**Task prompt**
Print all entries below exactly as they appear.

START Records

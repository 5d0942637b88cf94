use std::{env, path::Path};

use crate::{
    db::banks::{
        exchange_rate_archive::ExchangeRateArchive, largest_banks_archive::LargestBanksArchive,
    },
    pipeline::Pipeline,
    utils::progress_log::ProgressLog,
};

/// Environment variable pointing to the directory where all the local
/// files (rate cache, output CSV, DuckDB file, progress log) live.
pub const BASE_DIR_VAR: &str = "LARGEST_BANKS_DIR";

pub struct ProdDb {}

impl ProdDb {
    pub fn base_dir() -> String {
        env::var(BASE_DIR_VAR).unwrap_or_else(|_| ".".to_string())
    }

    pub fn largest_banks() -> LargestBanksArchive {
        let base_dir = ProdDb::base_dir();
        LargestBanksArchive {
            page_url: "https://web.archive.org/web/20230908091635/https://en.wikipedia.org/wiki/List_of_largest_banks".to_string(),
            csv_path: join(&base_dir, "Largest_banks_output.csv"),
            duckdb_path: join(&base_dir, "Banks.duckdb"),
            table_name: "Largest_banks".to_string(),
        }
    }

    pub fn exchange_rates() -> ExchangeRateArchive {
        ExchangeRateArchive {
            url: "https://cf-courses-data.s3.us.cloud-object-storage.appdomain.cloud/IBMSkillsNetwork-PY0221EN-Coursera/labs/v2/exchange_rate.csv".to_string(),
            cache_path: join(&ProdDb::base_dir(), "downloaded_exchange.csv"),
        }
    }

    pub fn progress_log() -> ProgressLog {
        ProgressLog::new(join(
            &ProdDb::base_dir(),
            "ETL World's Largest Banks log.txt",
        ))
    }

    pub fn largest_banks_pipeline() -> Pipeline {
        Pipeline::new(
            ProdDb::largest_banks(),
            ProdDb::exchange_rates(),
            ProdDb::progress_log(),
        )
    }
}

fn join(base_dir: &str, file_name: &str) -> String {
    Path::new(base_dir)
        .join(file_name)
        .to_string_lossy()
        .into_owned()
}

#[cfg(test)]
mod tests {
    use super::*;

    #[test]
    fn fixed_names() {
        let archive = ProdDb::largest_banks();
        assert_eq!(archive.table_name, "Largest_banks");
        assert!(archive.csv_path.ends_with("Largest_banks_output.csv"));
        assert!(archive.duckdb_path.ends_with("Banks.duckdb"));
        assert!(!archive.page_url.contains(' '));
        let rates = ProdDb::exchange_rates();
        assert!(rates.cache_path.ends_with("downloaded_exchange.csv"));
        assert!(rates.url.ends_with("exchange_rate.csv"));
    }
}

END Records

**Exercise output**
repository 5d0942637b88cf94
use std::{env, path::Path};

use crate::{
    db::banks::{
        exchange_rate_archive::ExchangeRateArchive, largest_banks_archive::LargestBanksArchive,
    },
    pipeline::Pipeline,
    utils::progress_log::ProgressLog,
};

/// Environment variable pointing to the directory where all the local
/// files (rate cache, output CSV, DuckDB file, progress log) live.
pub const BASE_DIR_VAR: &str = "LARGEST_BANKS_DIR";

pub struct ProdDb {}

impl ProdDb {
    pub fn base_dir() -> String {
        env::var(BASE_DIR_VAR).unwrap_or_else(|_| ".".to_string())
    }

    pub fn largest_banks() -> LargestBanksArchive {
        let base_dir = ProdDb::base_dir();
        LargestBanksArchive {
            page_url: "https://web.archive.org/web/20230908091635/https://en.wikipedia.org/wiki/List_of_largest_banks".to_string(),
            csv_path: join(&base_dir, "Largest_banks_output.csv"),
            duckdb_path: join(&base_dir, "Banks.duckdb"),
            table_name: "Largest_banks".to_string(),
        }
    }

    pub fn exchange_rates() -> ExchangeRateArchive {
        ExchangeRateArchive {
            url: "https://cf-courses-data.s3.us.cloud-object-storage.appdomain.cloud/IBMSkillsNetwork-PY0221EN-Coursera/labs/v2/exchange_rate.csv".to_string(),
            cache_path: join(&ProdDb::base_dir(), "downloaded_exchange.csv"),
        }
    }

    pub fn progress_log() -> ProgressLog {
        ProgressLog::new(join(
            &ProdDb::base_dir(),
            "ETL World's Largest Banks log.txt",
        ))
    }

    pub fn largest_banks_pipeline() -> Pipeline {
        Pipeline::new(
            ProdDb::largest_banks(),
            ProdDb::exchange_rates(),
            ProdDb::progress_log(),
        )
    }
}

fn join(base_dir: &str, file_name: &str) -> String {
    Path::new(base_dir)
        .join(file_name)
        .to_string_lossy()
        .into_owned()
}

#[cfg(test)]
mod tests {
    use super::*;

    #[test]
    fn fixed_names() {
        let archive = ProdDb::largest_banks();
        assert_eq!(archive.table_name, "Largest_banks");
        assert!(archive.csv_path.ends_with("Largest_banks_output.csv"));
        assert!(archive.duckdb_path.ends_with("Banks.duckdb"));
        assert!(!archive.page_url.contains(' '));
        let rates = ProdDb::exchange_rates();
        assert!(rates.cache_path.ends_with("downloaded_exchange.csv"));
        assert!(rates.url.ends_with("exchange_rate.csv"));
    }
}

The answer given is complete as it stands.